Long Beach managed care firm under Civil, Criminal Investigation
A Long Beach-based health plan seeking new contracts to serve 54,000 Southern California low-income seniors has set aside $125 million to resolve claims by state and federal authorities that it overbilled Medi-Cal and Medicare.
In applications submitted in February to California’s Medi-Cal agency, the SCAN Health Plan detailed the course of civil and criminal investigations by the California attorney general’s office, saying they could lead to “substantial financial payments.” Federal authorities from the Health and Human Services and Justice departments also are investigating, the reports say.
Investigators are examining whether SCAN drew funds from both health care programs to care for the same pool of patients and intentionally hid the matter from overseers. At worst, the cases could conclude with the company banned from serving Medi-Cal or Medicare patients, the document says.
SCAN submitted applications to serve 36,000 seniors in Los Angeles County, 8,000 in San Diego County and 5,000 each in San Bernardino and Riverside counties. Medi-Cal is reviewing multiple bids from firms willing to work in each of those counties to coordinate care for patients, mostly seniors with low incomes, who receive both Medi-Cal and Medicare coverage.
Currently, the SCAN Health Plan, founded in 1977, runs a Medicare Advantage plan serving 130,000 people in California and Arizona. The firm says its members report very high satisfaction rates, and the Centers for Medicare & Medicaid Services recently awarded it 4 out of a possible 5 stars for its work in California.
California Watch reported in August that SCAN was under investigation after state Controller John Chiang audited the plan and said it “fleeced the state” out of a possible $339 million. In a financial evaluation [PDF], Medi-Cal confirmed that the health plan drew profit margins of 80 percent or more, in contrast to rates of 4 to 5 percent earned by similar plans.
The Medi-Cal Fraud Control Unit described the case in an annual report to federal funders, saying it involves “double billing.”
“It is alleged that SCAN intentionally withheld relevant cost report information from the government to hide the enormous profits SCAN was making,” the April 2011 report says.
The case “has the potential for obtaining one of the largest” financial recoveries as a result of a false-claims lawsuit by the attorney general’s Medi-Cal Fraud Control Unit, the report says. The attorney general’s office declined to comment further.
In a statement, SCAN spokesman Alan Maltun said: “Substantial progress has been made in working through these issues with the State and Federal governments, and we believe we will be able to resolve their concerns in a manner that is fair to all parties.”
SCAN disclosed to Medi-Cal authorities in February that it received a subpoena for documents in March 2010 from the Department of Health and Human Services inspector general’s office, which reports to the U.S. Department of Justice.
The company learned that the state attorney general’s Medi-Cal fraud team also was conducting civil and criminal investigations of payments to the company from 2001 to 2009.

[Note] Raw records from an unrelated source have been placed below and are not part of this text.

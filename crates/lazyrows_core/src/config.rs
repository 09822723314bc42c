use std::fmt::{self, Write};
use std::path::Path;

use serde::Deserialize;

/// Parameters for opening a connection to the data source.
///
/// Which fields matter is up to the connector. File backed connectors only
/// look at `database`.
#[derive(Clone, PartialEq, Eq, Deserialize)]
pub struct ConnectionConfig {
    #[serde(default = "default_host")]
    pub host: String,
    #[serde(default)]
    pub port: Option<u16>,
    #[serde(default)]
    pub user: Option<String>,
    #[serde(default)]
    pub password: Option<String>,
    pub database: String,
}

fn default_host() -> String {
    "127.0.0.1".to_string()
}

#[derive(Debug, thiserror::Error)]
pub enum ConfigError {
    #[error("Failed to read config file '{path}': {source}")]
    Read {
        path: String,
        #[source]
        source: std::io::Error,
    },

    #[error("Failed to parse config file '{path}': {source}")]
    Parse {
        path: String,
        #[source]
        source: serde_json::Error,
    },
}

impl ConnectionConfig {
    /// Config pointing at a database with everything else defaulted.
    pub fn for_database(database: impl Into<String>) -> Self {
        ConnectionConfig {
            host: default_host(),
            port: None,
            user: None,
            password: None,
            database: database.into(),
        }
    }

    /// Load a config from a json file.
    pub fn from_json_file(path: impl AsRef<Path>) -> Result<Self, ConfigError> {
        let path = path.as_ref();
        let content = std::fs::read_to_string(path).map_err(|source| ConfigError::Read {
            path: path.display().to_string(),
            source,
        })?;

        serde_json::from_str(&content).map_err(|source| ConfigError::Parse {
            path: path.display().to_string(),
            source,
        })
    }

    /// Connection string for the given scheme, including the password.
    pub fn connection_string(&self, scheme: &str) -> String {
        self.render(scheme, self.password.as_deref())
    }

    fn render(&self, scheme: &str, password: Option<&str>) -> String {
        let mut conn_str = format!("{scheme}://");
        // Credentials
        if let Some(user) = &self.user {
            let _ = write!(&mut conn_str, "{user}");
            if let Some(password) = password {
                let _ = write!(&mut conn_str, ":{password}");
            }
            conn_str.push('@');
        }
        // Address
        let _ = write!(&mut conn_str, "{}", self.host);
        if let Some(port) = self.port {
            let _ = write!(&mut conn_str, ":{port}");
        }
        // Database
        let _ = write!(&mut conn_str, "/{}", self.database);
        conn_str
    }
}

impl fmt::Display for ConnectionConfig {
    fn fmt(&self, f: &mut fmt::Formatter<'_>) -> fmt::Result {
        let redacted = self.password.as_ref().map(|_| "****");
        write!(f, "{}", self.render("db", redacted))
    }
}

impl fmt::Debug for ConnectionConfig {
    fn fmt(&self, f: &mut fmt::Formatter<'_>) -> fmt::Result {
        f.debug_struct("ConnectionConfig")
            .field("host", &self.host)
            .field("port", &self.port)
            .field("user", &self.user)
            .field("password", &self.password.as_ref().map(|_| "****"))
            .field("database", &self.database)
            .finish()
    }
}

The disclosure says SCAN learned that federal authorities also are examining whether it earned excess payments by submitting improper ratings that describe how sick members are. Medicare Advantage plans, like SCAN, are paid a per-patient rate that is based on the plan’s severity-of-illness ratings.
SCAN said that when its board of directors learned of the allegations, it appointed a special committee to lead an internal investigation. The report says the group “has not received any evidence suggesting intentional misconduct” by anyone at the company.
The company says it offered to pay $125 million to resolve claims, but government authorities said a counteroffer would be forthcoming. SCAN concluded that it “cannot predict whether or when a settlement will occur or whether criminal or civil court proceedings might be initiated.”
In applying to serve additional seniors, SCAN said its mission is to find “innovative ways to enhance our members’ ability to manage their health and control where and how they live.”
The managed care company says 98 percent of its “nursing facility level of care” seniors in California are able to live at home, rather than in institutions. It said its members’ rate of readmissions into hospitals is 24 percent lower than expected.
SCAN said that in 2011, 97 percent of its “dual eligible” – or Medi-Cal and Medicare-qualified – members were satisfied with the company.
The state Department of Health Care Services is reviewing applications from firms bidding to provide managed care services to seniors who tend to have many chronic conditions and receive care from a variety of providers.
The state is seeking to improve care and save money by giving care providers incentives to focus on healthy living and proactive management of chronic conditions. The move is meant to part ways with a system in which health providers are paid a premium for giving emergency care and performing invasive procedures.